Scottish Daily Mail

Rishi ‘too busy’ for Cop27 but Nicola to jet out

- By Harriet Line and Rebecca English

RISHI Sunak is under pressure to attend the Cop27 climate summit in Egypt next month after revealing he does not plan to go.

The Prime Minister has said that although he is ‘personally committed’ to tackling the climate crisis, he must focus on the ‘depressing domestic challenges’ instead.

Hours after the PM revealed his decision, First Minister Nicola Sturgeon announced she plans to attend the event in Sharm el-Sheikh.

A spokesman for the Scottish Government said: ‘Given the vital importance of government­s working together to tackle climate change, it is the First Minister’s intention to attend Cop27.

‘Details of the ministeria­l programme are currently being finalised.’

Mr Sunak’s decision to snub the event will raise concerns that the UK will not be properly represente­d – as ex-PM Liz Truss had been planning to attend.

Instead, Foreign Secretary James Cleverly, Business Secretary Grant Shapps and the Environmen­t Secretary Therese Coffey will go, alongside the Cop26 president Alok Sharma.

Tory former Cabinet minister Nadine Dorries said yesterday Mr Sunak was ‘wrong’ to skip the summit, with global heating the ‘biggest crisis facing our planet’.

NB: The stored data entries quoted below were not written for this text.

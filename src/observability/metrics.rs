//! Operational counters
//!
//! - Counters only, monotonic
//! - Reset only on process start
//! - Relaxed atomics; exactness across threads is not required

use std::sync::atomic::{AtomicU64, Ordering};

use serde::Serialize;

#[derive(Debug, Default)]
pub struct MetricsRegistry {
    documents_indexed: AtomicU64,
    tokens_indexed: AtomicU64,
    documents_deleted: AtomicU64,
    clusters_created: AtomicU64,
    clusters_deleted: AtomicU64,
    mentions_added: AtomicU64,
    mentions_rejected: AtomicU64,
    mentions_removed: AtomicU64,
    workspaces_cleared: AtomicU64,
    transactions_committed: AtomicU64,
    transactions_rolled_back: AtomicU64,
    journal_records: AtomicU64,
    journal_bytes: AtomicU64,
}

impl MetricsRegistry {
    pub fn new() -> Self {
        Self::default()
    }

    // Text index

    pub fn record_document_indexed(&self, tokens: u64) {
        self.documents_indexed.fetch_add(1, Ordering::Relaxed);
        self.tokens_indexed.fetch_add(tokens, Ordering::Relaxed);
    }

    pub fn increment_documents_deleted(&self) {
        self.documents_deleted.fetch_add(1, Ordering::Relaxed);
    }

    // Annotations

    pub fn increment_clusters_created(&self) {
        self.clusters_created.fetch_add(1, Ordering::Relaxed);
    }

    /// A cluster and `mentions` of its mentions were deleted
    pub fn record_cluster_deleted(&self, mentions: u64) {
        self.clusters_deleted.fetch_add(1, Ordering::Relaxed);
        self.mentions_removed.fetch_add(mentions, Ordering::Relaxed);
    }

    pub fn increment_mentions_added(&self) {
        self.mentions_added.fetch_add(1, Ordering::Relaxed);
    }

    pub fn increment_mentions_rejected(&self) {
        self.mentions_rejected.fetch_add(1, Ordering::Relaxed);
    }

    pub fn increment_mentions_removed(&self) {
        self.mentions_removed.fetch_add(1, Ordering::Relaxed);
    }

    pub fn record_workspace_cleared(&self, clusters: u64, mentions: u64) {
        self.workspaces_cleared.fetch_add(1, Ordering::Relaxed);
        self.clusters_deleted.fetch_add(clusters, Ordering::Relaxed);
        self.mentions_removed.fetch_add(mentions, Ordering::Relaxed);
    }

    // Storage

    pub fn increment_transactions_committed(&self) {
        self.transactions_committed.fetch_add(1, Ordering::Relaxed);
    }

    pub fn increment_transactions_rolled_back(&self) {
        self.transactions_rolled_back.fetch_add(1, Ordering::Relaxed);
    }

    pub fn record_journal_append(&self, bytes: u64) {
        self.journal_records.fetch_add(1, Ordering::Relaxed);
        self.journal_bytes.fetch_add(bytes, Ordering::Relaxed);
    }

    pub fn snapshot(&self) -> MetricsSnapshot {
        MetricsSnapshot {
            documents_indexed: self.documents_indexed.load(Ordering::Relaxed),
            tokens_indexed: self.tokens_indexed.load(Ordering::Relaxed),
            documents_deleted: self.documents_deleted.load(Ordering::Relaxed),
            clusters_created: self.clusters_created.load(Ordering::Relaxed),
            clusters_deleted: self.clusters_deleted.load(Ordering::Relaxed),
            mentions_added: self.mentions_added.load(Ordering::Relaxed),
            mentions_rejected: self.mentions_rejected.load(Ordering::Relaxed),
            mentions_removed: self.mentions_removed.load(Ordering::Relaxed),
            workspaces_cleared: self.workspaces_cleared.load(Ordering::Relaxed),
            transactions_committed: self.transactions_committed.load(Ordering::Relaxed),
            transactions_rolled_back: self.transactions_rolled_back.load(Ordering::Relaxed),
            journal_records: self.journal_records.load(Ordering::Relaxed),
            journal_bytes: self.journal_bytes.load(Ordering::Relaxed),
        }
    }
}

/// A point-in-time copy of every counter
#[derive(Debug, Clone, PartialEq, Eq, Serialize)]
pub struct MetricsSnapshot {
    pub documents_indexed: u64,
    pub tokens_indexed: u64,
    pub documents_deleted: u64,
    pub clusters_created: u64,
    pub clusters_deleted: u64,
    pub mentions_added: u64,
    pub mentions_rejected: u64,
    pub mentions_removed: u64,
    pub workspaces_cleared: u64,
    pub transactions_committed: u64,
    pub transactions_rolled_back: u64,
    pub journal_records: u64,
    pub journal_bytes: u64,
}

#[cfg(test)]
mod tests {
    use super::*;

    #[test]
    fn test_new_registry_is_zero() {
        let snapshot = MetricsRegistry::new().snapshot();
        assert_eq!(snapshot.documents_indexed, 0);
        assert_eq!(snapshot.mentions_added, 0);
        assert_eq!(snapshot.journal_bytes, 0);
    }

    #[test]
    fn test_cascade_counters() {
        let registry = MetricsRegistry::new();
        registry.increment_mentions_removed();
        registry.record_cluster_deleted(3);
        registry.record_workspace_cleared(2, 5);

        let snapshot = registry.snapshot();
        assert_eq!(snapshot.clusters_deleted, 3);
        assert_eq!(snapshot.mentions_removed, 9);
        assert_eq!(snapshot.workspaces_cleared, 1);
    }

    #[test]
    fn test_snapshot_serializes() {
        let registry = MetricsRegistry::new();
        registry.record_document_indexed(7);
        let json = serde_json::to_value(registry.snapshot()).unwrap();
        assert_eq!(json["tokens_indexed"], 7);
    }

    #[test]
    fn test_thread_safety() {
        use std::sync::Arc;
        use std::thread;

        let registry = Arc::new(MetricsRegistry::new());
        let handles: Vec<_> = (0..8)
            .map(|_| {
                let reg = Arc::clone(&registry);
                thread::spawn(move || {
                    for _ in 0..100 {
                        reg.increment_transactions_committed();
                    }
                })
            })
            .collect();

        for handle in handles {
            handle.join().unwrap();
        }
        assert_eq!(registry.snapshot().transactions_committed, 800);
    }
}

Labour leader Sir Keir Starmer said people ‘expect their Prime Minister to be on the world stage sorting these problems out’.

He added: ‘It’s an absolute failure of leadership.’

But Jacob Rees-Mogg, who resigned as energy secretary as Mr Sunak took over as Prime Minister, said he was ‘right not to go’ to Cop27.

‘The cost of living won’t be solved in Sharm el-Sheikh, where each hotel room for the conference is £2,000 a night,’ Mr Rees-Mogg tweeted.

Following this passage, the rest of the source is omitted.